On day 7 his neighbor dropped by having noticed that the newspapers had piled up outside and the mailbox was over flowing. When Lyle answered the door the neighbor took a step back. “What’s going on, Ralph,” he said biting into the celery stick in his left hand.

“Hey Neighbor,” Ralph said. “Just checking in. Seems you’ve been behind on your mail, huh?” Lyle looked over the lawn past Ralph at his engorged mailbox. “Look at that. Mail.” Ralph looked him up and down and said “Are you doing ok?”

“Oh, just fine. Sheila is out of town for a few days but I’m just fine.” He took a large gulp of the scotch in his right hand.

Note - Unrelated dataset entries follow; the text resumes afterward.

//! Trials command: repeated runs over a directory and an eta sweep.

use super::{load_instance, parse_noise};
use crate::config::CliConfig;
use amoeba_core::{AmoebaConfig, AmoebaSolver, NoiseKind, RuleSet};
use clap::Args;
use rayon::prelude::*;
use serde::Serialize;
use std::fs;
use std::path::{Path, PathBuf};
use std::sync::Arc;
use std::time::Instant;
use walkdir::WalkDir;

#[derive(Args, Debug, Default)]
pub struct TrialsArgs {
    /// Input directory containing DIMACS files
    #[arg(long)]
    pub input_dir: PathBuf,

    /// Output directory for results
    #[arg(long)]
    pub output_dir: PathBuf,

    /// Runs per instance and eta
    #[arg(long)]
    pub trials: Option<usize>,

    /// Comma-separated eta values to sweep
    #[arg(long, value_delimiter = ',')]
    pub etas: Option<Vec<f64>>,

    /// Noise source
    #[arg(long, value_parser = ["brownian", "logistic"])]
    pub noise: Option<String>,

    /// Per-run iteration cap
    #[arg(long)]
    pub max_iterations: Option<u64>,

    /// Base seed; runs are reproducible when set
    #[arg(long)]
    pub seed: Option<u64>,

    /// Number of parallel workers (0 = auto)
    #[arg(long)]
    pub workers: Option<usize>,

    /// Drop clauses shorter than this many literals (1 keeps every clause)
    #[arg(long)]
    pub min_clause_len: Option<usize>,
}

/// Resolved sweep parameters.
#[derive(Debug, Clone)]
struct TrialPlan {
    trials: usize,
    etas: Vec<f64>,
    noise: NoiseKind,
    max_iterations: Option<u64>,
    seed: Option<u64>,
    min_clause_len: usize,
}

impl TrialPlan {
    fn resolve(args: &TrialsArgs, config: &CliConfig) -> anyhow::Result<Self> {
        let defaults = &config.trials;
        let plan = Self {
            trials: args.trials.unwrap_or(defaults.trials),
            etas: args.etas.clone().unwrap_or_else(|| defaults.etas.clone()),
            noise: parse_noise(args.noise.as_deref(), defaults.noise)?,
            max_iterations: args.max_iterations.or(defaults.max_iterations),
            seed: args.seed,
            min_clause_len: args.min_clause_len.unwrap_or(defaults.min_clause_len),
        };

        if plan.trials == 0 {
            anyhow::bail!("trials must be at least 1");
        }
        if plan.etas.is_empty() {
            anyhow::bail!("at least one eta value is required");
        }
        for &eta in &plan.etas {
            AmoebaConfig { eta, ..Default::default() }.validate()?;
        }
        Ok(plan)
    }
}

/// Per-eta statistics.
#[derive(Debug, Serialize)]
struct EtaSummary {
    eta: f64,
    converged: usize,
    exhausted: usize,
    mean_iterations: Option<f64>,
    min_iterations: Option<u64>,
    max_iterations: Option<u64>,
}

impl EtaSummary {
    fn from_runs(eta: f64, runs: &[Option<u64>]) -> Self {
        let done: Vec<u64> = runs.iter().flatten().copied().collect();
        let mean_iterations = if done.is_empty() {
            None
        } else {
            Some(done.iter().sum::<u64>() as f64 / done.len() as f64)
        };
        Self {
            eta,
            converged: done.len(),
            exhausted: runs.len() - done.len(),
            mean_iterations,
            min_iterations: done.iter().min().copied(),
            max_iterations: done.iter().max().copied(),
        }
    }
}

/// Contents of `summary.json`.
#[derive(Debug, Serialize)]
struct InstanceSummary {
    file: String,
    variables: usize,
    clauses: usize,
    dropped_clauses: usize,
    noise: NoiseKind,
    trials: usize,
    iteration_cap: Option<u64>,
    time_ms: u128,
    sweeps: Vec<EtaSummary>,
}

pub fn run(args: TrialsArgs, config: &CliConfig) -> anyhow::Result<()> {
    let plan = TrialPlan::resolve(&args, config)?;
    tracing::info!("Starting trials from {:?}", args.input_dir);

    fs::create_dir_all(&args.output_dir)?;

    let mut files = Vec::new();
    for entry in WalkDir::new(&args.input_dir).max_depth(1).sort_by_file_name() {
        let entry = entry?;
        let path = entry.path();
        if path.is_file() && path.extension().is_some_and(|ext| ext == "cnf") {
            files.push(path.to_owned());
        }
    }
    tracing::info!("Found {} files to process", files.len());

    let workers = args.workers.unwrap_or(config.trials.workers);
    let pool = rayon::ThreadPoolBuilder::new().num_threads(workers).build()?;

    let failures: Vec<PathBuf> = pool.install(|| {
        files
            .par_iter()
            .filter_map(|path| match process_file(path, &args.output_dir, &plan) {
                Ok(()) => None,
                Err(e) => {
                    tracing::error!("Failed to process {:?}: {:#}", path, e);
                    Some(path.clone())
                }
            })
            .collect()
    });

    if !failures.is_empty() {
        anyhow::bail!("{} of {} instances failed", failures.len(), files.len());
    }
    tracing::info!("Trials complete");
    Ok(())
}

fn process_file(path: &Path, output_dir: &Path, plan: &TrialPlan) -> anyhow::Result<()> {
    let start = Instant::now();
    let filename = path.file_name().unwrap_or_default().to_string_lossy().to_string();
    let stem = path.file_stem().unwrap_or_default().to_string_lossy().to_string();
    tracing::info!("Processing {}", filename);

    let instance = load_instance(path, plan.min_clause_len)?;
    let rules = Arc::new(RuleSet::compile(&instance.model));

    let instance_dir = output_dir.join(&stem);
    fs::create_dir_all(&instance_dir)?;

    let file_key = fnv1a(filename.as_bytes());
    let mut sweeps = Vec::with_capacity(plan.etas.len());
    for (eta_idx, &eta) in plan.etas.iter().enumerate() {
        let runs = (0..plan.trials)
            .into_par_iter()
            .map(|trial| -> anyhow::Result<Option<u64>> {
                let config = AmoebaConfig {
                    eta,
                    noise: plan.noise,
                    max_iterations: plan.max_iterations,
                    deadline: None,
                    seed: plan.seed.map(|base| trial_seed(base, file_key, eta_idx, trial)),
                };
                let outcome = AmoebaSolver::new(rules.clone(), config)?.solve()?;
                Ok(outcome.is_converged().then(|| outcome.iterations()))
            })
            .collect::<anyhow::Result<Vec<_>>>()?;

        fs::write(instance_dir.join(format!("trials{eta}.csv")), csv_row(&runs))?;
        let summary = EtaSummary::from_runs(eta, &runs);
        tracing::info!(
            "{} eta={}: {}/{} converged, mean {:?}",
            filename,
            eta,
            summary.converged,
            runs.len(),
            summary.mean_iterations
        );
        sweeps.push(summary);
    }

    let summary = InstanceSummary {
        file: filename.clone(),
        variables: instance.model.num_vars(),
        clauses: instance.model.clauses().len(),
        dropped_clauses: instance.dropped_clauses,
        noise: plan.noise,
        trials: plan.trials,
        iteration_cap: plan.max_iterations,
        time_ms: start.elapsed().as_millis(),
        sweeps,
    };
    let f = fs::File::create(instance_dir.join("summary.json"))?;
    serde_json::to_writer_pretty(f, &summary)?;

    tracing::info!("Finished {} in {}ms", filename, summary.time_ms);
    Ok(())
}

/// One CSV row of iteration counts, `NA` for runs that did not converge.
fn csv_row(runs: &[Option<u64>]) -> String {
    let cells: Vec<String> = runs
        .iter()
        .map(|r| r.map_or_else(|| "NA".to_string(), |n| n.to_string()))
        .collect();
    format!("{}\n", cells.join(","))
}

fn fnv1a(bytes: &[u8]) -> u64 {
    bytes.iter().fold(0xcbf2_9ce4_8422_2325, |hash, &b| {
        (hash ^ u64::from(b)).wrapping_mul(0x0100_0000_01b3)
    })
}

/// Derives an independent per-run seed (splitmix64 finalizer).
fn trial_seed(base: u64, file_key: u64, eta_idx: usize, trial: usize) -> u64 {
    let mut z = base
        ^ file_key
        ^ (eta_idx as u64).wrapping_mul(0x9e37_79b9_7f4a_7c15)
        ^ (trial as u64).wrapping_mul(0xd1b5_4a32_d192_ed03);
    z = (z ^ (z >> 30)).wrapping_mul(0xbf58_476d_1ce4_e5b9);
    z = (z ^ (z >> 27)).wrapping_mul(0x94d0_49bb_1331_11eb);
    z ^ (z >> 31)
}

By day 9 the floor was covered in take out food boxes, dirty clothes and papers. At least he had brought in the mail and newspapers; discovered where the take out menus were. But he had been perpetually drunk for the past 4 days. He wasn’t sure what that rancid smell was or where it was coming from. He hadn’t eaten real food in two days and hadn’t slept in 3 because he was permanently glued to the home shopping network which he had pleasantly discovered.

He began having wild visions as his sleep and food deprivation took hold. He kept envisioning Sheila coming home, fire shooting out of her head with fury at the state of things. Other times he had thoughts of wild dogs coming in, wreaking havoc and eventually eating him. He couldn’t take much more mental strain.

At around 9pm on the 10th and final day he decided to get out of his doldrums. If Sheila could escape so could he. He got up, went into the kitchen and found his old cigarette lighter. Standing outside of his house he felt free at last. Like wiping away tears on your face he felt he was renewing himself, his independence, his manliness. As he took a deep breath in a taxi pulled up beside him. Breathing out he heard Sheila scream “Oh my God, Lyle! How did you burn the house down?!”